Your Odds of Finding Love (and how to improve them!)

The movies make it look easy, but research shows how difficult it is to meet ‘the one’ in real life.

First, the bad news: a UK study found that the chance of finding love is just 1 in 562 (0.17%) if you leave it all up to fate.

Now, the good news: there are lots of things you can do to improve those odds, including office happy hours and using online dating apps.

Flirting at the gym can help you meet the one

Chatting it up with that hottie at the gym will improve your odds by 15%. Attending the office happy hour will increase odds to 16%. Dating apps actually give you the biggest boost to your odds, with a 17% jump. Meeting through friends (4%) and being fixed up by family members (1%) were the least effective ways of finding love.

The odds of falling in love were calculated with the assistance of mathematician Rachel Riley. Calculations were based on 18 key factors, including your location, desired age, physical attractiveness and relationship status. Unfortunately, they found that just 84,440 people in the UK fit the average person’s requirements from an adult population of over 47 million. This gives you the odds of one in in 562.
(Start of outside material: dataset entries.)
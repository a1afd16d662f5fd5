use std::path::PathBuf;
use strata_core::prelude::*;
use strata_http::HttpError;
use thiserror::Error;

#[derive(Error, Debug)]
pub enum IdpError {
    #[error(transparent)]
    Http(#[from] HttpError),

    #[error(transparent)]
    Config(#[from] ConfigError),

    #[error("I/O error at {path}: {source}")]
    Io {
        path: PathBuf,
        #[source]
        source: std::io::Error,
    },

    #[error("Invalid JSON: {0}")]
    Json(#[from] serde_json::Error),

    #[error("CSV error: {0}")]
    Csv(#[from] csv::Error),

    #[error("Invalid pattern: {0}")]
    Pattern(#[from] regex::Error),

    #[error("Group not found: {0}")]
    GroupNotFound(String),

    #[error("Application not found: {0}")]
    AppNotFound(String),
}

impl IdpError {
    pub fn io(path: impl Into<PathBuf>, source: std::io::Error) -> Self {
        Self::Io {
            path: path.into(),
            source,
        }
    }
}
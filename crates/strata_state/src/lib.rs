//! State-based backups and restores.
//!
//! A backup records which version of the remotely stored provisioning state
//! was current, optionally with a hashed copy of its content. A restore
//! writes an old version back as a new current version and can then replay
//! the provisioning tool (`init`, `plan`, `apply`) against it.

mod backup;
mod error;
mod restore;

pub use backup::{BackupOutcome, BackupRequest, STATE_FILE_NAME, StateBackup, backup_local};
pub use error::{BackupError, RestoreError};
pub use restore::{
    FullRestoreReport, ProvisioningOutcome, RestoreOutcome, RestoreTarget, StateRestore, default_terraform_dir,
    run_provisioning,
};
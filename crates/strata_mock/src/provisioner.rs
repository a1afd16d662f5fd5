use std::path::{Path, PathBuf};
use std::sync::{Arc, Mutex, MutexGuard, PoisonError};
use strata_core::prelude::*;

#[derive(Default)]
struct Script {
    init_status: i32,
    plan_status: i32,
    apply_status: i32,
    calls: Vec<String>,
}

/// Provisioning tool that returns scripted exit codes and records its calls.
#[derive(Clone)]
pub struct ScriptedProvisioner {
    working_dir: PathBuf,
    script: Arc<Mutex<Script>>,
}

impl ScriptedProvisioner {
    pub fn new(working_dir: impl Into<PathBuf>) -> Self {
        Self {
            working_dir: working_dir.into(),
            script: Arc::new(Mutex::new(Script::default())),
        }
    }

    pub fn failing_init(self, status: i32) -> Self {
        self.lock().init_status = status;
        self
    }

    pub fn failing_plan(self, status: i32) -> Self {
        self.lock().plan_status = status;
        self
    }

    pub fn failing_apply(self, status: i32) -> Self {
        self.lock().apply_status = status;
        self
    }

    /// e.g. `["init", "plan", "apply -auto-approve", "discard"]`
    pub fn calls(&self) -> Vec<String> {
        self.lock().calls.clone()
    }

    fn record(&self, call: impl Into<String>) {
        self.lock().calls.push(call.into());
    }

    fn lock(&self) -> MutexGuard<'_, Script> {
        self.script.lock().unwrap_or_else(PoisonError::into_inner)
    }
}

fn output(status: i32, step: &str) -> ToolOutput {
    ToolOutput {
        status: Some(status),
        stdout: format!("{step} finished"),
        stderr: if status == 0 {
            String::new()
        } else {
            format!("{step} failed")
        },
    }
}

impl ProvisioningTool for ScriptedProvisioner {
    fn working_dir(&self) -> &Path {
        &self.working_dir
    }

    async fn init(&self) -> Result<ToolOutput, ProvisioningError> {
        self.record("init");
        Ok(output(self.lock().init_status, "init"))
    }

    async fn plan(&self) -> Result<PlanArtifact, ProvisioningError> {
        self.record("plan");
        Ok(PlanArtifact {
            path: self.working_dir.join("restore.tfplan"),
            output: output(self.lock().plan_status, "plan"),
        })
    }

    async fn apply(&self, _plan: &PlanArtifact, auto_approve: bool) -> Result<ToolOutput, ProvisioningError> {
        self.record(if auto_approve { "apply -auto-approve" } else { "apply" });
        Ok(output(self.lock().apply_status, "apply"))
    }

    async fn discard(&self, _plan: PlanArtifact) -> Result<(), ProvisioningError> {
        self.record("discard");
        Ok(())
    }
}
Riley said: ‘When it comes down to it, love really is a numbers game. ‘Obviously, the more people you make the effort to meet the higher your chances of romantic success. ‘But, as our data suggests, the odds of love can drastically diminish when we get too prescriptive about age, location, looks, and even pet preferences!’

Digging deeper into the results, researchers found that the biggest impact on your chances of finding love is age. The average single is most likely to be looking for a partner between ages 35 and 47. According to data from the UK Office of National Statistics, that leaves just 17% of the population as an option.

Physical attraction was second in importance, which was uncovered by a photo experiment. Researchers asked people to rate images of a variety of people based on physical attractiveness. Disregarding other factors like gender and age, the results showed that the rate of mutual attraction is 18%.

Office happy hours are a great place to meet singles

The research also found that while 33% of people in the UK are single, 15% of those who classify themselves as in a relationship also admit they’re on the lookout for a new one. This suggests that a lack of romantic compatibility is a common issue for many couples.

While it may feel harder to find love as you get older, researchers found that the age group with the best odds were 65-74 year-olds, who have a one in 304 chance. The age group with the toughest odds is 18-24 year-olds, who face odds of just one in 1,024. The results also revealed distinct differences between UK regions – those in more urban areas like London had much better odds (one in 394) than people in rural areas like Wales (one in 649).

Professor Andreas Kyprianou, a researcher in probability theory at the University of Bath, said: ‘This is a fascinating piece of research which takes into account the many different variables that can contribute to the odds of finding love.’

On the bright side, researchers also identified several things you can do to increase your chances of finding love. Saying yes to after work drinks was found to open up a pool of around 75 new people, increasing your chance of finding someone compatible by 16%.

Online dating apps improve your odds dramatically

Using online dating apps was also found to be a successful tactic, increasing the number of suitable people you meet by 17%. Couples that meet online are also proven to be in much stronger relationships, for a variety of reasons. Dr Steve Carter, Chief Scientist at eHarmony, said: ‘We always encourage singles seeking a relationship to socialize and expand their networks. ‘The reality is people meet and fall in love all the time “in the wild”.

So, if you want to find love this fall, the data says to drop what you’re doing and go download Hinge, Bumble, Tinder, or OKCupid. You’ll be glad you did!